◆ TASK BRIEF:
Search each line below for "elapsed", then return the lines where it appears.

(Stored data entries)
= = = = = = =

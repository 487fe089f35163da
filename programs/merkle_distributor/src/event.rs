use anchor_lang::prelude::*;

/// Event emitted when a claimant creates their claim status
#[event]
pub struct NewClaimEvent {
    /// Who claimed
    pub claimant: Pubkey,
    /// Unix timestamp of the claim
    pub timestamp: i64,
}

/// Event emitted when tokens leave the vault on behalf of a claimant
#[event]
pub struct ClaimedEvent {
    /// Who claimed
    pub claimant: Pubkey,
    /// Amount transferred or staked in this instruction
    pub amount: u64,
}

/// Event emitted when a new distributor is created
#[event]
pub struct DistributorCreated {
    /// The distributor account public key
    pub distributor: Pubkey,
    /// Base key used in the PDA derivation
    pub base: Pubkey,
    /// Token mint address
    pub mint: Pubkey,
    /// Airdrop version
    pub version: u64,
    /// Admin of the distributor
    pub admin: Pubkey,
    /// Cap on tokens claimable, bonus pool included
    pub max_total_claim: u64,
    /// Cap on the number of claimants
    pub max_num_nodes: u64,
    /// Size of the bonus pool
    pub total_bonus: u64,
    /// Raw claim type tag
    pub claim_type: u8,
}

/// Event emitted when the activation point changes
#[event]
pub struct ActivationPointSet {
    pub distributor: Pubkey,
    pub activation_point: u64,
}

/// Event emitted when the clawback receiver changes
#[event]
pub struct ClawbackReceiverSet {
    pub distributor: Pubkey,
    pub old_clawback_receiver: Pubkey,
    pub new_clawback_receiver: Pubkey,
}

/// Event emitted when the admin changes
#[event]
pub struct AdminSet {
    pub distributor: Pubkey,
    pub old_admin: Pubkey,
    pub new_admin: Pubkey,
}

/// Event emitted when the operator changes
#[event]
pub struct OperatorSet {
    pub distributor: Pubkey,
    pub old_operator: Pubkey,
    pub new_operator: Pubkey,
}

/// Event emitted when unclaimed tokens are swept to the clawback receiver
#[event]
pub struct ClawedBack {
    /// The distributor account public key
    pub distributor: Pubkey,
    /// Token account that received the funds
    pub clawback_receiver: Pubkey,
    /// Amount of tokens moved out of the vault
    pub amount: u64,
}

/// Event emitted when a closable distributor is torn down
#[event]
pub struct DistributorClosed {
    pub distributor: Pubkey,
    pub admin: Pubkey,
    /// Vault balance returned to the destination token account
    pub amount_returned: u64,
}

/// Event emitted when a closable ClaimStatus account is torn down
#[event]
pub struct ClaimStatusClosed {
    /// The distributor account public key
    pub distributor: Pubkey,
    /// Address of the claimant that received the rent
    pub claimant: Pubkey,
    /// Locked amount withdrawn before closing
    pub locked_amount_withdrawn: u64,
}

= = = = = = =

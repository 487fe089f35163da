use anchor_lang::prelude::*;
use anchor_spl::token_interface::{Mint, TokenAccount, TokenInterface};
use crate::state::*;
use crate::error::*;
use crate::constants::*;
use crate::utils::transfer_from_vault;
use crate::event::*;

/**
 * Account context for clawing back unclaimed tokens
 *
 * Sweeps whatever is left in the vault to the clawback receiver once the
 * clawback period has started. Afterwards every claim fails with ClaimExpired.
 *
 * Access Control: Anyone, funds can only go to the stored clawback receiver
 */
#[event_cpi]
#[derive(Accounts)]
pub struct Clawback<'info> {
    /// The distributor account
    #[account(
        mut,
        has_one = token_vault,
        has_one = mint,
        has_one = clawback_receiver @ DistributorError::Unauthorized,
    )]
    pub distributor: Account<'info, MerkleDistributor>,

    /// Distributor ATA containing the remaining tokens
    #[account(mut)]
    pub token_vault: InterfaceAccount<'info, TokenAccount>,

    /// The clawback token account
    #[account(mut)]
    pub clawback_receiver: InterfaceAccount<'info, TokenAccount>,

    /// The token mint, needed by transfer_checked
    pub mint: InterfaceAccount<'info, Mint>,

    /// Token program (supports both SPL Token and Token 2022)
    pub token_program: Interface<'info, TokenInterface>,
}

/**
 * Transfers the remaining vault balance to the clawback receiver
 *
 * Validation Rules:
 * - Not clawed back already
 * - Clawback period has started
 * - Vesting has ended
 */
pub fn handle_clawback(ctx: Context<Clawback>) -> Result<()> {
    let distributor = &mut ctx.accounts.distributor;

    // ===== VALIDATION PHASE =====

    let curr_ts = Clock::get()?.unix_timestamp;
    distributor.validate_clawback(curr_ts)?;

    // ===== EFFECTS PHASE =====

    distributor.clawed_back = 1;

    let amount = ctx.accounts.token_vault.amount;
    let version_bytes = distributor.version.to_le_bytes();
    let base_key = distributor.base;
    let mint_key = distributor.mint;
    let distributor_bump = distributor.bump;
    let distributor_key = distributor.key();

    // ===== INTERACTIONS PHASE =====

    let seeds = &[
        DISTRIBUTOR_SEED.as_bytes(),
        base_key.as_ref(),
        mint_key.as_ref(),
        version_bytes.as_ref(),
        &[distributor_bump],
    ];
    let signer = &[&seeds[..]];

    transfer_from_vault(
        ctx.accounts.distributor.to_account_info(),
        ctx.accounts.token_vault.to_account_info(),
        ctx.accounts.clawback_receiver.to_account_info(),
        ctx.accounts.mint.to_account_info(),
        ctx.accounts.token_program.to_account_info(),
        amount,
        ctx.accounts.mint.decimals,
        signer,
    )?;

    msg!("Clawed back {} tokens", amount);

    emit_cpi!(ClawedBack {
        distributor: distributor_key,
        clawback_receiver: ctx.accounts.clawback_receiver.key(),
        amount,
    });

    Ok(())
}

= = = = = = =

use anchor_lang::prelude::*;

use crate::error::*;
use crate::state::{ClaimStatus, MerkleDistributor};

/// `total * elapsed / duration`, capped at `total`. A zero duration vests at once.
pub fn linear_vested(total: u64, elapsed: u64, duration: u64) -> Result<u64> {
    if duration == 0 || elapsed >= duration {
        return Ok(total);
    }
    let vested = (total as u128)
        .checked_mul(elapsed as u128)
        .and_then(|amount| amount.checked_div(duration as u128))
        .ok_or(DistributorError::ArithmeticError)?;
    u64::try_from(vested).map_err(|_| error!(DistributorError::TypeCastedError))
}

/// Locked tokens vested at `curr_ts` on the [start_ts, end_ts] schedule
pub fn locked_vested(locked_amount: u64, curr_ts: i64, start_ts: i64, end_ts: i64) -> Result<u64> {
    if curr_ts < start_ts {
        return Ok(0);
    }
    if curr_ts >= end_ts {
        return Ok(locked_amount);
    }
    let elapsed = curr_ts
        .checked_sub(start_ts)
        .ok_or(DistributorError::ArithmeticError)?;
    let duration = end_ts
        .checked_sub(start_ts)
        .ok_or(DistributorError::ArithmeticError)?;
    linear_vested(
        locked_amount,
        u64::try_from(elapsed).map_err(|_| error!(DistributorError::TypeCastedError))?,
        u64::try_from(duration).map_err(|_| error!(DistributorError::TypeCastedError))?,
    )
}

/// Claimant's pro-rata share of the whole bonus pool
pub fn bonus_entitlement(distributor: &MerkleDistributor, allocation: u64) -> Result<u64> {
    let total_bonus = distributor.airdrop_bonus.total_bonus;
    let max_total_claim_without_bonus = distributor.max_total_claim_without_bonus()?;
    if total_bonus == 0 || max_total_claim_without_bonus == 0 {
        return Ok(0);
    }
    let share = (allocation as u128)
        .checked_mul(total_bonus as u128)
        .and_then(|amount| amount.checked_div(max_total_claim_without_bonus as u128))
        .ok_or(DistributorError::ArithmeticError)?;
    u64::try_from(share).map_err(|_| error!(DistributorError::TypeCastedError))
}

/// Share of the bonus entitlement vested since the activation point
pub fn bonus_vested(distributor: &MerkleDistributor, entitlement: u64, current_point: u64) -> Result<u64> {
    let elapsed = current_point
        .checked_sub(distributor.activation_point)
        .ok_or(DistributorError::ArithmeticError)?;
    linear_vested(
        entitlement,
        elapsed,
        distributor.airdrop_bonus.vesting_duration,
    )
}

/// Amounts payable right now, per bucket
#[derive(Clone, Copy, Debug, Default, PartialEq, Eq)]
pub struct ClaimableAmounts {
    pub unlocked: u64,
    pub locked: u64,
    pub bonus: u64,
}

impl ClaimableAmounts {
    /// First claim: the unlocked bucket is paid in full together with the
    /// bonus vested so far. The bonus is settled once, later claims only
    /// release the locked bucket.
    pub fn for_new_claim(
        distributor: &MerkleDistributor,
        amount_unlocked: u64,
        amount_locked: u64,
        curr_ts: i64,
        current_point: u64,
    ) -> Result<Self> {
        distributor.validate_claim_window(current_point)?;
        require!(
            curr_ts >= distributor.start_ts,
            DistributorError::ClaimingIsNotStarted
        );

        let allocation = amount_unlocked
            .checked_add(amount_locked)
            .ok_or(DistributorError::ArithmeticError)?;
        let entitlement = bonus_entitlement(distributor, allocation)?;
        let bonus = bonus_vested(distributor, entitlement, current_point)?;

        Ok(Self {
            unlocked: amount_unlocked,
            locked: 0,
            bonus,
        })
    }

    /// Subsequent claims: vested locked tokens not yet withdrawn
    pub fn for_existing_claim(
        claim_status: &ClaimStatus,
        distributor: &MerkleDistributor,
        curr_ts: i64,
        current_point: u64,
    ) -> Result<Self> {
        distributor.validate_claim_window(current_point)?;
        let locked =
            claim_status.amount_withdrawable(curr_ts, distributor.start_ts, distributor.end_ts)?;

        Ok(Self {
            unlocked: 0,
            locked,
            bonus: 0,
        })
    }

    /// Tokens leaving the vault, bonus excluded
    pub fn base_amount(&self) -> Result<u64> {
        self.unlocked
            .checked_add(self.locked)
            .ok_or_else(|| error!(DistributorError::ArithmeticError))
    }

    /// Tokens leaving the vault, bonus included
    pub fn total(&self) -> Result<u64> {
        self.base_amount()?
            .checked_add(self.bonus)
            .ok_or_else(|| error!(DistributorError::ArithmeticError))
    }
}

= = = = = = =

◆ RESPONSE BELOW:
/// `total * elapsed / duration`, capped at `total`. A zero duration vests at once.
pub fn linear_vested(total: u64, elapsed: u64, duration: u64) -> Result<u64> {
    if duration == 0 || elapsed >= duration {
        .checked_mul(elapsed as u128)
    let elapsed = curr_ts
        u64::try_from(elapsed).map_err(|_| error!(DistributorError::TypeCastedError))?,
    let elapsed = current_point
        elapsed,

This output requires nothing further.